Entries taken from a collection
^^^^
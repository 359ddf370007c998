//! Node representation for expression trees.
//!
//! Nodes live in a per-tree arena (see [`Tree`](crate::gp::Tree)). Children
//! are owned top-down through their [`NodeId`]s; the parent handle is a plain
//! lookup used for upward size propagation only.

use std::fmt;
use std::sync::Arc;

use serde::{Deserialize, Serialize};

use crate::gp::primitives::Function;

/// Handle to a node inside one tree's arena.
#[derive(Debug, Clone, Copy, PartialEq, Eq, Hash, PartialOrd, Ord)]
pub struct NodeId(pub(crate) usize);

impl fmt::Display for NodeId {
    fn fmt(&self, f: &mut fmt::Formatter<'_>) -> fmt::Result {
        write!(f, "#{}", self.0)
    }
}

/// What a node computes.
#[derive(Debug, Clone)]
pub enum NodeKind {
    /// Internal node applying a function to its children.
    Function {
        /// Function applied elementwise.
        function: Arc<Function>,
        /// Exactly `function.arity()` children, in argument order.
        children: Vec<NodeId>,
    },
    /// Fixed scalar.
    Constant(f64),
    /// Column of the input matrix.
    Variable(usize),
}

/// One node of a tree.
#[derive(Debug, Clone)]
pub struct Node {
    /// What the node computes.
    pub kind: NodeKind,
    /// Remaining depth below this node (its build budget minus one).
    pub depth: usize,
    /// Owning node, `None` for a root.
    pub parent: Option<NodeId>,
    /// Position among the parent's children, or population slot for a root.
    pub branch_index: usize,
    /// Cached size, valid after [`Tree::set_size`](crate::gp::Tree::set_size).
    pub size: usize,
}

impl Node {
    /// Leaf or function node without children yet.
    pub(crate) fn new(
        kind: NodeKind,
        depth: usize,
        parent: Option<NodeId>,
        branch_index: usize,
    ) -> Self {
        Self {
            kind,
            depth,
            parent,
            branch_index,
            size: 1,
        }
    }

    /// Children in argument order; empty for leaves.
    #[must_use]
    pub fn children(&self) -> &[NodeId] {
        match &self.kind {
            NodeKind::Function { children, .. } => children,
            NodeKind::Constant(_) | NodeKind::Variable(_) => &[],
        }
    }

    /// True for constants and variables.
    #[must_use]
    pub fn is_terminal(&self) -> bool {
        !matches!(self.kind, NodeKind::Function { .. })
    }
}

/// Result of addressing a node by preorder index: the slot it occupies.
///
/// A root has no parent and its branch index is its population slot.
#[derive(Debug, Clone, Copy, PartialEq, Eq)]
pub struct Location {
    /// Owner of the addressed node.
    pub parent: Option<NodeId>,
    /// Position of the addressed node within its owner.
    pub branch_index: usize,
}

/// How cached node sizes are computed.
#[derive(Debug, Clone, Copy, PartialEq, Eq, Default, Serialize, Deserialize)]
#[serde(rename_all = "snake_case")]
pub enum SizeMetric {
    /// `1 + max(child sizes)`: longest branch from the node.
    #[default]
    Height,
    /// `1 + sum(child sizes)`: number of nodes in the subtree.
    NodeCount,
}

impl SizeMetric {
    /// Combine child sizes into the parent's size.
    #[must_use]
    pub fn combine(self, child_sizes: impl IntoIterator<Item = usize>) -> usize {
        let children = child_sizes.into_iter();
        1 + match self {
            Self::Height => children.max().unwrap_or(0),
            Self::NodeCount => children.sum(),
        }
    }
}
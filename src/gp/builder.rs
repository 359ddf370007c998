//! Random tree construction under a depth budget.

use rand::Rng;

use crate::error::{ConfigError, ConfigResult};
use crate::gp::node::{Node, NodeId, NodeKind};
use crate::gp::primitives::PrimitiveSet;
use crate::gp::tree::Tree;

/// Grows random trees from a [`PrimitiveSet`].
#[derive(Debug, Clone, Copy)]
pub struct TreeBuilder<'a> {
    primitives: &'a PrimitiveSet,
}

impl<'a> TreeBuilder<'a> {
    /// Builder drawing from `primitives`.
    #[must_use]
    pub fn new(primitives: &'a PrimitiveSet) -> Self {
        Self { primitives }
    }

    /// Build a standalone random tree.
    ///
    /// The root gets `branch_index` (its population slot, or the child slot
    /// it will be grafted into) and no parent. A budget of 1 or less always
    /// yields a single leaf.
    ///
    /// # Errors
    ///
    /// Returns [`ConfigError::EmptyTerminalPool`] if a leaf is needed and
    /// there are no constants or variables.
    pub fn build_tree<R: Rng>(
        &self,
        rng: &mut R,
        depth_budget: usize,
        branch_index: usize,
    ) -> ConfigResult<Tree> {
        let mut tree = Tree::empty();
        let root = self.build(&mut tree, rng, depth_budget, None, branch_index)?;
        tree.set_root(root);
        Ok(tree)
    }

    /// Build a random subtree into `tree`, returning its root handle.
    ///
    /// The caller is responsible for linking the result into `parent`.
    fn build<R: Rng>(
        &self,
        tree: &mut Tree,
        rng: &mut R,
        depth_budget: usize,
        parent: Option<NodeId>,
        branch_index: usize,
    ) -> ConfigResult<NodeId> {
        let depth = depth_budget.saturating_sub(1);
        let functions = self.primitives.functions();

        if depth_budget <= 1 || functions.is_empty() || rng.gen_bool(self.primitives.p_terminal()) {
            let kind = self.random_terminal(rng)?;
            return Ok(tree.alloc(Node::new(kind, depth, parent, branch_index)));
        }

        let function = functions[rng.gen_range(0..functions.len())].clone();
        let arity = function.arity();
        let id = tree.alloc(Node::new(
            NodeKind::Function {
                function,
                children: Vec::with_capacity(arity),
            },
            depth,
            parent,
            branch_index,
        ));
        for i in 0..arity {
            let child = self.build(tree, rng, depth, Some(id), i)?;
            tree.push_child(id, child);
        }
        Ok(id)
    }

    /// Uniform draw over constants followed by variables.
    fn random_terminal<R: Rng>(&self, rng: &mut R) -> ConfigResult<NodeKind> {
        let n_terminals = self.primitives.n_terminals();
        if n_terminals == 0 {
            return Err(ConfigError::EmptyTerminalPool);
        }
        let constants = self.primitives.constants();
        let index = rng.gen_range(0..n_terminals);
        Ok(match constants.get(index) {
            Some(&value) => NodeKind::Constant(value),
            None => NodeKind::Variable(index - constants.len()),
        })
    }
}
^^^^
- _WORK ORDER_
Each record is to be repeated word for word, with none skipped.

- _RESULT_
repository 359ddf370007c998
//! Node representation for expression trees.
//!
//! Nodes live in a per-tree arena (see [`Tree`](crate::gp::Tree)). Children
//! are owned top-down through their [`NodeId`]s; the parent handle is a plain
//! lookup used for upward size propagation only.

use std::fmt;
use std::sync::Arc;

use serde::{Deserialize, Serialize};

use crate::gp::primitives::Function;

/// Handle to a node inside one tree's arena.
#[derive(Debug, Clone, Copy, PartialEq, Eq, Hash, PartialOrd, Ord)]
pub struct NodeId(pub(crate) usize);

impl fmt::Display for NodeId {
    fn fmt(&self, f: &mut fmt::Formatter<'_>) -> fmt::Result {
        write!(f, "#{}", self.0)
    }
}

/// What a node computes.
#[derive(Debug, Clone)]
pub enum NodeKind {
    /// Internal node applying a function to its children.
    Function {
        /// Function applied elementwise.
        function: Arc<Function>,
        /// Exactly `function.arity()` children, in argument order.
        children: Vec<NodeId>,
    },
    /// Fixed scalar.
    Constant(f64),
    /// Column of the input matrix.
    Variable(usize),
}

/// One node of a tree.
#[derive(Debug, Clone)]
pub struct Node {
    /// What the node computes.
    pub kind: NodeKind,
    /// Remaining depth below this node (its build budget minus one).
    pub depth: usize,
    /// Owning node, `None` for a root.
    pub parent: Option<NodeId>,
    /// Position among the parent's children, or population slot for a root.
    pub branch_index: usize,
    /// Cached size, valid after [`Tree::set_size`](crate::gp::Tree::set_size).
    pub size: usize,
}

impl Node {
    /// Leaf or function node without children yet.
    pub(crate) fn new(
        kind: NodeKind,
        depth: usize,
        parent: Option<NodeId>,
        branch_index: usize,
    ) -> Self {
        Self {
            kind,
            depth,
            parent,
            branch_index,
            size: 1,
        }
    }

    /// Children in argument order; empty for leaves.
    #[must_use]
    pub fn children(&self) -> &[NodeId] {
        match &self.kind {
            NodeKind::Function { children, .. } => children,
            NodeKind::Constant(_) | NodeKind::Variable(_) => &[],
        }
    }

    /// True for constants and variables.
    #[must_use]
    pub fn is_terminal(&self) -> bool {
        !matches!(self.kind, NodeKind::Function { .. })
    }
}

/// Result of addressing a node by preorder index: the slot it occupies.
///
/// A root has no parent and its branch index is its population slot.
#[derive(Debug, Clone, Copy, PartialEq, Eq)]
pub struct Location {
    /// Owner of the addressed node.
    pub parent: Option<NodeId>,
    /// Position of the addressed node within its owner.
    pub branch_index: usize,
}

/// How cached node sizes are computed.
#[derive(Debug, Clone, Copy, PartialEq, Eq, Default, Serialize, Deserialize)]
#[serde(rename_all = "snake_case")]
pub enum SizeMetric {
    /// `1 + max(child sizes)`: longest branch from the node.
    #[default]
    Height,
    /// `1 + sum(child sizes)`: number of nodes in the subtree.
    NodeCount,
}

impl SizeMetric {
    /// Combine child sizes into the parent's size.
    #[must_use]
    pub fn combine(self, child_sizes: impl IntoIterator<Item = usize>) -> usize {
        let children = child_sizes.into_iter();
        1 + match self {
            Self::Height => children.max().unwrap_or(0),
            Self::NodeCount => children.sum(),
        }
    }
}
filename src/gp/builder.rs
repository 359ddf370007c998
//! Random tree construction under a depth budget.

use rand::Rng;

use crate::error::{ConfigError, ConfigResult};
use crate::gp::node::{Node, NodeId, NodeKind};
use crate::gp::primitives::PrimitiveSet;
use crate::gp::tree::Tree;

/// Grows random trees from a [`PrimitiveSet`].
#[derive(Debug, Clone, Copy)]
pub struct TreeBuilder<'a> {
    primitives: &'a PrimitiveSet,
}

impl<'a> TreeBuilder<'a> {
    /// Builder drawing from `primitives`.
    #[must_use]
    pub fn new(primitives: &'a PrimitiveSet) -> Self {
        Self { primitives }
    }

    /// Build a standalone random tree.
    ///
    /// The root gets `branch_index` (its population slot, or the child slot
    /// it will be grafted into) and no parent. A budget of 1 or less always
    /// yields a single leaf.
    ///
    /// # Errors
    ///
    /// Returns [`ConfigError::EmptyTerminalPool`] if a leaf is needed and
    /// there are no constants or variables.
    pub fn build_tree<R: Rng>(
        &self,
        rng: &mut R,
        depth_budget: usize,
        branch_index: usize,
    ) -> ConfigResult<Tree> {
        let mut tree = Tree::empty();
        let root = self.build(&mut tree, rng, depth_budget, None, branch_index)?;
        tree.set_root(root);
        Ok(tree)
    }

    /// Build a random subtree into `tree`, returning its root handle.
    ///
    /// The caller is responsible for linking the result into `parent`.
    fn build<R: Rng>(
        &self,
        tree: &mut Tree,
        rng: &mut R,
        depth_budget: usize,
        parent: Option<NodeId>,
        branch_index: usize,
    ) -> ConfigResult<NodeId> {
        let depth = depth_budget.saturating_sub(1);
        let functions = self.primitives.functions();

        if depth_budget <= 1 || functions.is_empty() || rng.gen_bool(self.primitives.p_terminal()) {
            let kind = self.random_terminal(rng)?;
            return Ok(tree.alloc(Node::new(kind, depth, parent, branch_index)));
        }

        let function = functions[rng.gen_range(0..functions.len())].clone();
        let arity = function.arity();
        let id = tree.alloc(Node::new(
            NodeKind::Function {
                function,
                children: Vec::with_capacity(arity),
            },
            depth,
            parent,
            branch_index,
        ));
        for i in 0..arity {
            let child = self.build(tree, rng, depth, Some(id), i)?;
            tree.push_child(id, child);
        }
        Ok(id)
    }

    /// Uniform draw over constants followed by variables.
    fn random_terminal<R: Rng>(&self, rng: &mut R) -> ConfigResult<NodeKind> {
        let n_terminals = self.primitives.n_terminals();
        if n_terminals == 0 {
            return Err(ConfigError::EmptyTerminalPool);
        }
        let constants = self.primitives.constants();
        let index = rng.gen_range(0..n_terminals);
        Ok(match constants.get(index) {
            Some(&value) => NodeKind::Constant(value),
            None => NodeKind::Variable(index - constants.len()),
        })
    }
}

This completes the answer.